# EXERCISE GOAL
For the word "disposition", search the records and show each line in which it occurs.

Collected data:
..........

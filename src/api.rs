//! Domain types for survey responses.
//!
//! These types are shared by the repository layer and the HTTP API.
//! All types derive Serialize/Deserialize; wire names are camelCase to
//! match the survey frontend's payloads.

use chrono::{DateTime, Utc};
use serde::{Deserialize, Serialize};

/// Survey response identifier (database primary key).
#[derive(
    Debug, Copy, Clone, PartialEq, Eq, PartialOrd, Ord, Hash, Serialize, Deserialize,
)]
pub struct ResponseId(pub i64);

impl ResponseId {
    pub fn new(value: i64) -> Self {
        ResponseId(value)
    }

    pub fn value(&self) -> i64 {
        self.0
    }
}

/// One persisted survey response.
///
/// `name`, `email` and `locality` are always present for a stored record;
/// the nine answer fields are free-text and optional. Records are immutable
/// once created, so `updated_at` equals `created_at` in practice.
#[derive(Debug, Clone, PartialEq, Serialize, Deserialize)]
#[serde(rename_all = "camelCase")]
pub struct SurveyResponse {
    pub id: ResponseId,
    pub name: String,
    pub email: String,
    pub locality: String,
    pub waste_collected_daily: Option<String>,
    pub segregate_waste: Option<String>,
    pub clean_drains: Option<String>,
    #[serde(rename = "awareRRR")]
    pub aware_rrr: Option<String>,
    pub used_public_toilet: Option<String>,
    pub clean_public_toilet: Option<String>,
    #[serde(rename = "awareCTLocation")]
    pub aware_ct_location: Option<String>,
    pub cleanliness_neighborhood: Option<String>,
    pub cleanliness_city: Option<String>,
    pub created_at: DateTime<Utc>,
    pub updated_at: DateTime<Utc>,
}

/// Submission payload for a new survey response.
///
/// Every field is optional at the deserialization boundary; the repository
/// rejects submissions whose required fields are missing. Unrecognized
/// payload fields are ignored rather than rejected.
#[derive(Debug, Clone, Default, PartialEq, Serialize, Deserialize)]
#[serde(rename_all = "camelCase")]
pub struct NewSurveyResponse {
    pub name: Option<String>,
    pub email: Option<String>,
    pub locality: Option<String>,
    pub waste_collected_daily: Option<String>,
    pub segregate_waste: Option<String>,
    pub clean_drains: Option<String>,
    #[serde(rename = "awareRRR")]
    pub aware_rrr: Option<String>,
    pub used_public_toilet: Option<String>,
    pub clean_public_toilet: Option<String>,
    #[serde(rename = "awareCTLocation")]
    pub aware_ct_location: Option<String>,
    pub cleanliness_neighborhood: Option<String>,
    pub cleanliness_city: Option<String>,
}

impl NewSurveyResponse {
    /// Names of the required fields that are absent from this submission.
    ///
    /// Empty when the submission is storable.
    pub fn missing_required_fields(&self) -> Vec<&'static str> {
        let mut missing = Vec::new();
        if self.name.is_none() {
            missing.push("name");
        }
        if self.email.is_none() {
            missing.push("email");
        }
        if self.locality.is_none() {
            missing.push("locality");
        }
        missing
    }
}

#[cfg(test)]
#[path = "api_tests.rs"]
mod api_tests;
//! HTTP handlers for the survey API.
//!
//! Each handler corresponds to one endpoint and delegates to the service
//! layer; store failures are mapped to HTTP statuses in [`super::error`].

use axum::{
    extract::{Query, State},
    http::{header, StatusCode},
    response::{IntoResponse, Response},
    Json,
};

use super::dto::{ExportQuery, HealthResponse, NewSurveyResponse, SubmitResponse, SurveyResponse};
use super::error::AppError;
use super::state::AppState;
use crate::db::services as db_services;
use crate::services::csv_export;

/// Result type for handlers.
pub type HandlerResult<T> = Result<Json<T>, AppError>;

/// File name offered for the CSV download.
const EXPORT_FILE_NAME: &str = "survey_data.csv";

/// GET /health
///
/// Health check endpoint to verify the service is running and the database
/// is accessible.
pub async fn health_check(State(state): State<AppState>) -> HandlerResult<HealthResponse> {
    let db_status = match db_services::health_check(state.repository.as_ref()).await {
        Ok(true) => "connected".to_string(),
        Ok(false) => "disconnected".to_string(),
        Err(e) => format!("error: {}", e),
    };

    Ok(Json(HealthResponse {
        status: "ok".to_string(),
        version: "v1".to_string(),
        database: db_status,
    }))
}

/// POST /submit
///
/// Store one survey submission. Unknown payload fields are ignored.
pub async fn submit_response(
    State(state): State<AppState>,
    Json(submission): Json<NewSurveyResponse>,
) -> Result<(StatusCode, Json<SubmitResponse>), AppError> {
    let record = db_services::store_response(state.repository.as_ref(), &submission).await?;

    Ok((
        StatusCode::CREATED,
        Json(SubmitResponse {
            message: "Response submitted successfully".to_string(),
            data: record,
        }),
    ))
}

/// GET /data
///
/// List every stored response, unfiltered and unpaginated.
pub async fn list_responses(
    State(state): State<AppState>,
) -> HandlerResult<Vec<SurveyResponse>> {
    let responses = db_services::list_responses(state.repository.as_ref()).await?;
    Ok(Json(responses))
}

/// GET /export?adminToken=TOKEN
///
/// Export every stored response as a CSV file download. The token must
/// match the configured secret byte-for-byte; with no secret configured,
/// every request is denied. The store is only read after the token check.
pub async fn export_responses(
    State(state): State<AppState>,
    Query(query): Query<ExportQuery>,
) -> Result<Response, AppError> {
    let authorized = matches!(
        (state.admin_token.as_deref(), query.admin_token.as_deref()),
        (Some(expected), Some(provided)) if expected == provided
    );
    if !authorized {
        return Err(AppError::Forbidden("Access denied".to_string()));
    }

    let responses = db_services::list_responses(state.repository.as_ref()).await?;
    if responses.is_empty() {
        return Err(AppError::NotFound(
            "No data available for export".to_string(),
        ));
    }

    let csv = csv_export::responses_to_csv(&responses);
    let disposition = format!("attachment; filename=\"{}\"", EXPORT_FILE_NAME);

    Ok((
        [
            (header::CONTENT_TYPE, "text/csv".to_string()),
            (header::CONTENT_DISPOSITION, disposition),
        ],
        csv,
    )
        .into_response())
}
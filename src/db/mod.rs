//! Database module for survey response storage.
//!
//! This module provides abstractions for database operations via the
//! Repository pattern, allowing different storage backends to be swapped
//! easily.
//!
//! # Architecture
//!
//! ```text
//! ┌─────────────────────────────────────────────────────────┐
//! │  Application Layer (REST API)                           │
//! └───────────────────┬─────────────────────────────────────┘
//!                     │
//! ┌───────────────────▼─────────────────────────────────────┐
//! │  Service Layer (services.rs)                            │
//! └───────────────────┬─────────────────────────────────────┘
//!                     │
//! ┌───────────────────▼─────────────────────────────────────┐
//! │  Repository Trait (repository/) - Abstract Interface    │
//! └───────────────────┬─────────────────────────────────────┘
//!                     │
//!     ┌───────────────┴──────────────┐
//!     │  LocalRepository (in-memory) │
//!     │  PostgresRepository (Diesel) │
//!     └──────────────────────────────┘
//! ```
//!
//! # Recommended Usage
//!
//! ```ignore
//! use swachhata_backend::db::{factory::RepositoryFactory, services};
//!
//! async fn example() -> Result<(), Box<dyn std::error::Error>> {
//!     let repo = RepositoryFactory::create_local();
//!     let responses = services::list_responses(repo.as_ref()).await?;
//!     Ok(())
//! }
//! ```
//!
//! The repository instance is created once in `main` and handed to the
//! HTTP state; there is no process-global singleton.

#[cfg(not(any(feature = "postgres-repo", feature = "local-repo")))]
compile_error!("Enable at least one repository backend feature.");

pub mod factory;
pub mod repositories;
pub mod repository;
pub mod services;


// Postgres config is colocated with the repository implementation.
#[cfg(feature = "postgres-repo")]
pub use repositories::postgres::PostgresConfig;
#[cfg(not(feature = "postgres-repo"))]
#[derive(Debug, Clone)]
pub struct PostgresConfig {
    _private: (),
}

pub use services::{health_check, list_responses, store_response};

pub use factory::{RepositoryFactory, RepositoryType};
pub use repositories::LocalRepository;
#[cfg(feature = "postgres-repo")]
pub use repositories::PostgresRepository;
pub use repository::{
    ErrorContext, RepositoryError, RepositoryResult, ResponseRepository,
};
//! Tests for db::factory - repository creation and configuration.

mod support;

use std::str::FromStr;

use swachhata_backend::db::factory::{RepositoryFactory, RepositoryType};
use swachhata_backend::db::repository::ResponseRepository;

#[test]
fn test_repository_type_from_str_postgres() {
    let rt = RepositoryType::from_str("postgres").unwrap();
    assert_eq!(rt, RepositoryType::Postgres);

    let rt = RepositoryType::from_str("POSTGRES").unwrap();
    assert_eq!(rt, RepositoryType::Postgres);

    let rt = RepositoryType::from_str("pg").unwrap();
    assert_eq!(rt, RepositoryType::Postgres);
}

#[test]
fn test_repository_type_from_str_local() {
    let rt = RepositoryType::from_str("local").unwrap();
    assert_eq!(rt, RepositoryType::Local);

    let rt = RepositoryType::from_str("LOCAL").unwrap();
    assert_eq!(rt, RepositoryType::Local);
}

#[test]
fn test_repository_type_from_str_invalid() {
    let result = RepositoryType::from_str("invalid");
    assert!(result.is_err());
    assert!(result.unwrap_err().contains("Unknown repository type"));
}

#[test]
fn test_repository_type_from_env_default() {
    support::with_scoped_env(
        &[
            ("REPOSITORY_TYPE", None),
            ("DB_HOST", None),
            ("DATABASE_URL", None),
        ],
        || {
            let rt = RepositoryType::from_env();
            assert_eq!(rt, RepositoryType::Local);
        },
    );
}

#[test]
fn test_repository_type_from_env_with_db_host() {
    support::with_scoped_env(
        &[
            ("REPOSITORY_TYPE", None),
            ("DB_HOST", Some("postgres://localhost/survey")),
            ("DATABASE_URL", None),
        ],
        || {
            let rt = RepositoryType::from_env();
            assert_eq!(rt, RepositoryType::Postgres);
        },
    );
}

#[test]
fn test_repository_type_from_env_override_wins() {
    support::with_scoped_env(
        &[
            ("REPOSITORY_TYPE", Some("local")),
            ("DB_HOST", Some("postgres://localhost/survey")),
        ],
        || {
            let rt = RepositoryType::from_env();
            assert_eq!(rt, RepositoryType::Local);
        },
    );
}

#[tokio::test]
async fn test_factory_creates_local_repository() {
    let repo = RepositoryFactory::create(RepositoryType::Local, None)
        .await
        .unwrap();
    assert!(repo.health_check().await.unwrap());
}

#[cfg(not(feature = "postgres-repo"))]
#[tokio::test]
async fn test_factory_postgres_requires_feature() {
    let result = RepositoryFactory::create(RepositoryType::Postgres, None).await;
    assert!(result.is_err());
}
//! Server configuration loaded from environment variables.
//!
//! Configuration is resolved once at startup and passed into the server
//! explicitly; nothing in the crate reads these variables after boot.

use std::env;

/// Default listen port when `PORT` is unset.
pub const DEFAULT_PORT: u16 = 8000;

/// The single origin allowed by the CORS policy.
pub const ALLOWED_ORIGIN: &str = "https://swachhata-cell-frontend.vercel.app";

/// Runtime configuration for the HTTP server.
#[derive(Debug, Clone)]
pub struct ServerConfig {
    /// Bind address (default: 0.0.0.0)
    pub host: String,
    /// Listen port (default: 8000)
    pub port: u16,
    /// Shared secret gating the CSV export endpoint. When unset, every
    /// export request is denied.
    pub admin_token: Option<String>,
    /// Origin allowed by the CORS layer, fixed at startup.
    pub allowed_origin: String,
}

impl Default for ServerConfig {
    fn default() -> Self {
        Self {
            host: "0.0.0.0".to_string(),
            port: DEFAULT_PORT,
            admin_token: None,
            allowed_origin: ALLOWED_ORIGIN.to_string(),
        }
    }
}

impl ServerConfig {
    /// Create configuration from environment variables.
    ///
    /// # Environment Variables
    /// - `HOST`: Bind address (default: 0.0.0.0)
    /// - `PORT`: Listen port (default: 8000)
    /// - `ADMIN_TOKEN`: Shared secret for the export endpoint (optional)
    pub fn from_env() -> Self {
        let host = env::var("HOST").unwrap_or_else(|_| "0.0.0.0".to_string());

        let port = env::var("PORT")
            .ok()
            .and_then(|v| v.parse::<u16>().ok())
            .unwrap_or(DEFAULT_PORT);

        let admin_token = env::var("ADMIN_TOKEN").ok();

        Self {
            host,
            port,
            admin_token,
            allowed_origin: ALLOWED_ORIGIN.to_string(),
        }
    }

    /// Socket address string the server binds to.
    pub fn bind_addr(&self) -> String {
        format!("{}:{}", self.host, self.port)
    }
}
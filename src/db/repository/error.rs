//! Error types for repository operations.

use std::fmt;

/// Result type for repository operations
pub type RepositoryResult<T> = Result<T, RepositoryError>;

/// Structured context for repository errors.
///
/// Provides additional information about where and why an error occurred.
#[derive(Debug, Clone, Default)]
pub struct ErrorContext {
    /// The operation being performed (e.g., "create_response", "list_responses")
    pub operation: Option<String>,
    /// Additional details about the error
    pub details: Option<String>,
}

impl ErrorContext {
    /// Create a new error context with an operation name.
    pub fn new(operation: impl Into<String>) -> Self {
        Self {
            operation: Some(operation.into()),
            ..Default::default()
        }
    }

    /// Set additional details.
    pub fn with_details(mut self, details: impl Into<String>) -> Self {
        self.details = Some(details.into());
        self
    }
}

impl fmt::Display for ErrorContext {
    fn fmt(&self, f: &mut fmt::Formatter<'_>) -> fmt::Result {
        let mut parts = Vec::new();
        if let Some(ref op) = self.operation {
            parts.push(format!("operation={}", op));
        }
        if let Some(ref details) = self.details {
            parts.push(format!("details={}", details));
        }
        write!(f, "[{}]", parts.join(", "))
    }
}

/// Error type for repository operations
#[derive(Debug, thiserror::Error)]
pub enum RepositoryError {
    /// Connection pool or database connection errors.
    #[error("Connection error: {message} {context}")]
    ConnectionError {
        message: String,
        context: ErrorContext,
    },

    /// SQL query execution errors.
    #[error("Query error: {message} {context}")]
    QueryError {
        message: String,
        context: ErrorContext,
    },

    /// Requested entity was not found.
    #[error("Not found: {message} {context}")]
    NotFound {
        message: String,
        context: ErrorContext,
    },

    /// Submission validation failed before the database operation.
    #[error("Data validation error: {message} {context}")]
    ValidationError {
        message: String,
        context: ErrorContext,
    },

    /// Configuration or initialization error.
    #[error("Configuration error: {message} {context}")]
    ConfigurationError {
        message: String,
        context: ErrorContext,
    },

    /// Internal/unexpected errors.
    #[error("Internal error: {message} {context}")]
    InternalError {
        message: String,
        context: ErrorContext,
    },
}

impl RepositoryError {
    /// Create a connection error.
    pub fn connection(message: impl Into<String>) -> Self {
        Self::ConnectionError {
            message: message.into(),
            context: ErrorContext::default(),
        }
    }

    /// Create a connection error with context.
    pub fn connection_with_context(message: impl Into<String>, context: ErrorContext) -> Self {
        Self::ConnectionError {
            message: message.into(),
            context,
        }
    }

    /// Create a query error.
    pub fn query(message: impl Into<String>) -> Self {
        Self::QueryError {
            message: message.into(),
            context: ErrorContext::default(),
        }
    }

    /// Create a not found error.
    pub fn not_found(message: impl Into<String>) -> Self {
        Self::NotFound {
            message: message.into(),
            context: ErrorContext::default(),
        }
    }

    /// Create a validation error.
    pub fn validation(message: impl Into<String>) -> Self {
        Self::ValidationError {
            message: message.into(),
            context: ErrorContext::default(),
        }
    }

    /// Create a validation error with context.
    pub fn validation_with_context(message: impl Into<String>, context: ErrorContext) -> Self {
        Self::ValidationError {
            message: message.into(),
            context,
        }
    }

    /// Create a configuration error.
    pub fn configuration(message: impl Into<String>) -> Self {
        Self::ConfigurationError {
            message: message.into(),
            context: ErrorContext::default(),
        }
    }

    /// Create an internal error.
    pub fn internal(message: impl Into<String>) -> Self {
        Self::InternalError {
            message: message.into(),
            context: ErrorContext::default(),
        }
    }

    /// Create an internal error with context.
    pub fn internal_with_context(message: impl Into<String>, context: ErrorContext) -> Self {
        Self::InternalError {
            message: message.into(),
            context,
        }
    }

    /// Get the error context.
    pub fn context(&self) -> &ErrorContext {
        match self {
            Self::ConnectionError { context, .. } => context,
            Self::QueryError { context, .. } => context,
            Self::NotFound { context, .. } => context,
            Self::ValidationError { context, .. } => context,
            Self::ConfigurationError { context, .. } => context,
            Self::InternalError { context, .. } => context,
        }
    }

    /// Add or update the operation in the error context.
    pub fn with_operation(mut self, operation: impl Into<String>) -> Self {
        match &mut self {
            Self::ConnectionError { context, .. }
            | Self::QueryError { context, .. }
            | Self::NotFound { context, .. }
            | Self::ValidationError { context, .. }
            | Self::ConfigurationError { context, .. }
            | Self::InternalError { context, .. } => {
                context.operation = Some(operation.into());
            }
        }
        self
    }
}

#[cfg(feature = "postgres-repo")]
impl From<diesel::result::Error> for RepositoryError {
    fn from(err: diesel::result::Error) -> Self {
        match err {
            diesel::result::Error::NotFound => RepositoryError::not_found("Record not found"),
            diesel::result::Error::DatabaseError(kind, info) => {
                let message = info.message().to_string();
                let context =
                    ErrorContext::default().with_details(format!("db_error_kind={:?}", kind));
                RepositoryError::QueryError { message, context }
            }
            diesel::result::Error::QueryBuilderError(e) => {
                RepositoryError::query(format!("Query builder error: {}", e))
            }
            diesel::result::Error::DeserializationError(e) => {
                RepositoryError::internal(format!("Deserialization error: {}", e))
            }
            diesel::result::Error::SerializationError(e) => {
                RepositoryError::internal(format!("Serialization error: {}", e))
            }
            other => RepositoryError::query(other.to_string()),
        }
    }
}

#[cfg(feature = "postgres-repo")]
impl From<diesel::r2d2::PoolError> for RepositoryError {
    fn from(err: diesel::r2d2::PoolError) -> Self {
        RepositoryError::connection_with_context(
            err.to_string(),
            ErrorContext::default().with_details("pool_error"),
        )
    }
}
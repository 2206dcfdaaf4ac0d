//! Service layer for survey response storage.
//!
//! Thin async functions over the repository trait. Handlers call these
//! rather than the repository directly, so failures are logged in one
//! place and the storage backend stays swappable.

use crate::api::{NewSurveyResponse, SurveyResponse};
use crate::db::repository::{RepositoryResult, ResponseRepository};

/// Store one survey submission and return the persisted record.
pub async fn store_response(
    repo: &dyn ResponseRepository,
    new_response: &NewSurveyResponse,
) -> RepositoryResult<SurveyResponse> {
    match repo.create_response(new_response).await {
        Ok(response) => Ok(response),
        Err(e) => {
            log::error!("Failed to store survey response: {}", e);
            Err(e)
        }
    }
}

/// Fetch every stored response in insertion order.
pub async fn list_responses(
    repo: &dyn ResponseRepository,
) -> RepositoryResult<Vec<SurveyResponse>> {
    match repo.list_responses().await {
        Ok(responses) => Ok(responses),
        Err(e) => {
            log::error!("Failed to list survey responses: {}", e);
            Err(e)
        }
    }
}

/// Check that the backing store is reachable.
pub async fn health_check(repo: &dyn ResponseRepository) -> RepositoryResult<bool> {
    repo.health_check().await
}
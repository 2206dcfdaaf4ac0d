use std::collections::HashSet;
use std::sync::Mutex;

static ENV_LOCK: Mutex<()> = Mutex::new(());

/// Runs `f` with environment variables temporarily modified.
///
/// Panic-safe (restores variables on unwind) and serializes access to the
/// process-global environment so env-dependent tests stay reliable when
/// Rust runs tests in parallel.
///
/// `changes` is a list of `(key, value)` pairs:
/// - `Some(v)` sets the variable to `v`
/// - `None` removes the variable
pub fn with_scoped_env<F, R>(changes: &[(&str, Option<&str>)], f: F) -> R
where
    F: FnOnce() -> R,
{
    let _lock = ENV_LOCK.lock().expect("ENV_LOCK poisoned");
    let _guard = ScopedEnv::new(changes);
    f()
}

struct ScopedEnv {
    snapshot: Vec<(String, Option<String>)>,
}

impl ScopedEnv {
    fn new(changes: &[(&str, Option<&str>)]) -> Self {
        let keys: HashSet<&str> = changes.iter().map(|(k, _)| *k).collect();
        let snapshot = keys
            .into_iter()
            .map(|k| (k.to_string(), std::env::var(k).ok()))
            .collect::<Vec<_>>();

        for (k, v) in changes {
            match v {
                Some(val) => std::env::set_var(k, val),
                None => std::env::remove_var(k),
            }
        }

        Self { snapshot }
    }
}

impl Drop for ScopedEnv {
    fn drop(&mut self) {
        for (k, v) in self.snapshot.drain(..) {
            match v {
                Some(val) => std::env::set_var(&k, val),
                None => std::env::remove_var(&k),
            }
        }
    }
}
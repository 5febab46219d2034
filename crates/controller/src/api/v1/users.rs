// SPDX-FileCopyrightText: OpenTalk GmbH <mail@opentalk.eu>
//
// SPDX-License-Identifier: EUPL-1.2

//! User related API structs and Endpoints
//!
//! Users are provisioned by the identity provider, this API only exposes them.
use super::response::ApiError;
use crate::services::users;
use actix_web::web::{Data, Json, Path, ReqData};
use actix_web::{get, patch};
use chrono::{DateTime, Utc};
use database::Db;
use db_storage::users::{User, UserId, UserRole, UserStatus};
use serde::{Deserialize, Serialize};

/// Private user profile.
///
/// Is only accessible to the user himself and administrators.
#[derive(Debug, Serialize)]
pub struct PrivateUserProfile {
    pub id: UserId,
    pub login: String,
    pub display_name: String,
    pub role: UserRole,
    pub status: UserStatus,
    pub created_at: DateTime<Utc>,
}

impl From<User> for PrivateUserProfile {
    fn from(user: User) -> Self {
        Self {
            id: user.id,
            login: user.login,
            display_name: user.display_name,
            role: user.role,
            status: user.status,
            created_at: user.created_at,
        }
    }
}

/// API Endpoint *GET /users/me*
///
/// Returns the user profile of the current user
#[get("/users/me")]
pub async fn get_me(current_user: ReqData<User>) -> Json<PrivateUserProfile> {
    Json(current_user.into_inner().into())
}

/// Body of the *PATCH /users/{user_id}/status* endpoint
#[derive(Debug, Deserialize)]
pub struct PatchUserStatusBody {
    pub status: UserStatus,
}

/// API Endpoint *PATCH /users/{user_id}/status*
///
/// Blocks or unblocks a user, administrators only.
#[patch("/users/{user_id}/status")]
pub async fn patch_status(
    db: Data<Db>,
    current_user: ReqData<User>,
    user_id: Path<UserId>,
    body: Json<PatchUserStatusBody>,
) -> Result<Json<PrivateUserProfile>, ApiError> {
    let user_id = user_id.into_inner();
    let status = body.into_inner().status;
    let current_user = current_user.into_inner();

    let user = crate::block(move || {
        let mut conn = db.get_conn()?;

        users::set_status(&mut conn, &current_user, user_id, status)
    })
    .await??;

    Ok(Json(user.into()))
}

..........

# YOUR RESPONSE
    let disposition = format!("attachment; filename=\"{}\"", EXPORT_FILE_NAME);
            (header::CONTENT_DISPOSITION, disposition),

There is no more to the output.